Этот инстинкт самка унаследовала от отца-сокжоя. В диком олене он сильно развился в соответствии с условиями его жизни. Ведь почти все крупные хищники: медведь, волк, росомаха, рысь, филин, беркут и другие — не упустят случая поохотиться за теленком северного оленя. Но не так легко его найти, спрятанного в россыпи или под стланиковым кустом, где малыш проводит весь день. Можно рядом пройти и не заметить рыжий комочек, плотно прижавшийся к земле среди пожелтевшей растительности или ржавого мха.
Вечером, перед тем как стемнело, Улукиткан молча оделся, положил в котомку узду, маут, взял посох и зашагал на марь к стаду.
— Оленей караулить пошел? — спросил я каюра Николая.

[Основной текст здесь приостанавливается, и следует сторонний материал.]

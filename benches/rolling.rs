use criterion::{black_box, criterion_group, criterion_main, BenchmarkId, Criterion};
use live_scope::display::RollingBuffer;

fn bench_absorb(c: &mut Criterion) {
    let mut group = c.benchmark_group("absorb");
    let block: Vec<f32> = (0..512).map(|i| (i as f32 * 0.01).sin()).collect();

    for len in [4_410usize, 44_100, 441_000] {
        group.bench_with_input(BenchmarkId::from_parameter(len), &len, |b, &len| {
            let mut buffer = RollingBuffer::new(len);
            b.iter(|| buffer.absorb(black_box(&block)));
        });
    }
    group.finish();
}

fn bench_snapshot(c: &mut Criterion) {
    let mut buffer = RollingBuffer::new(44_100);
    buffer.absorb(&vec![0.5; 1_000]);
    let mut out = Vec::new();
    c.bench_function("snapshot_into_44100", |b| {
        b.iter(|| {
            buffer.snapshot_into(&mut out);
            black_box(out.len())
        })
    });
}

criterion_group!(benches, bench_absorb, bench_snapshot);
criterion_main!(benches);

— Старик хочет мать обмануть, найти теленка.
— Куда же он ночью идет искать?
— Улукиткан не хочет счастье бросать. Сейчас наденет на матку колокольчик и будет ждать; все равно она ночью или утром побежит к телку, он и пойдет за ней. В тайге колокольчик далеко слышно.
Улукиткан долго не возвращался. Все поужинали и уже собрались лечь спать, как послышались его тяжелые шаги. Он медленно подошел к костру, устало опустил на землю котомку, из которой пугливо смотрел пойманный теленок, а следом за стариком бежала с криком и протестом мать.
Мы назвали новорожденную Майкой, и все были рады, что в нашу жизнь вторглось такое забавное существо. Оно невольно вызывало у нас теплое чувство, и мне стало понятно, почему в прошлом, в быту лесных кочевников, считалось, что новорожденный олененок приносит счастье. Несомненно, он как-то украшал своим присутствием суровую, однообразную действительность, а будучи выращенным, составлял благополучие семьи.
Майку, как пленницу, старик привязал к лиственнице, а собакам Василий Николаевич пригрозил дубинкой, чтобы не трогали ее. До утра тревожно кричала мать, не понимая, почему теленок не желает покинуть лагерь и не обращает внимания на ее настойчивый призыв.
Первое свое путешествие новорожденная совершила на нарте со связанными ногами, завернутая в старенькую дошку Улукиткана. Вначале Майка протестовала энергично, силясь высвободиться, а когда из этого ничего не вышло, начала жаловаться, выражая протест криком. Но скоро, видимо, устала и крепко уснула. По прибытии на Маю она была освобождена и так обрадовалась, что стала резвиться, хотя в ее ногах еще не было силы и уверенности, — от этого ее прыжки были неуклюжими и вызывали у всех улыбку. Майка пыталась бегать, но ее пугали валежник, кусты, тени деревьев, шум реки. Собаки сдержанно наблюдали за нею.
Два последующих дня прошли в хлопотах. Окончилась зимняя дорога, и теперь нужно нарты сменить на вьючное снаряжение. Из упряжных ремней выкраивали подпруги, чинили уздечки, подбирали потники. Весь груз, доставленный на Маю в больших ящиках, тюках и мешках, следовало расфасовать на вьюки, удобные для перевозки на оленях, и с таким расчетом, чтобы каждая полувьючка весила не более двенадцати-пятнадцати килограммов. Кроме того, здесь, на стоянке, оставляем лабаз с запасом продовольствия для геодезистов и топографов экспедиции, которые придут сюда осенью.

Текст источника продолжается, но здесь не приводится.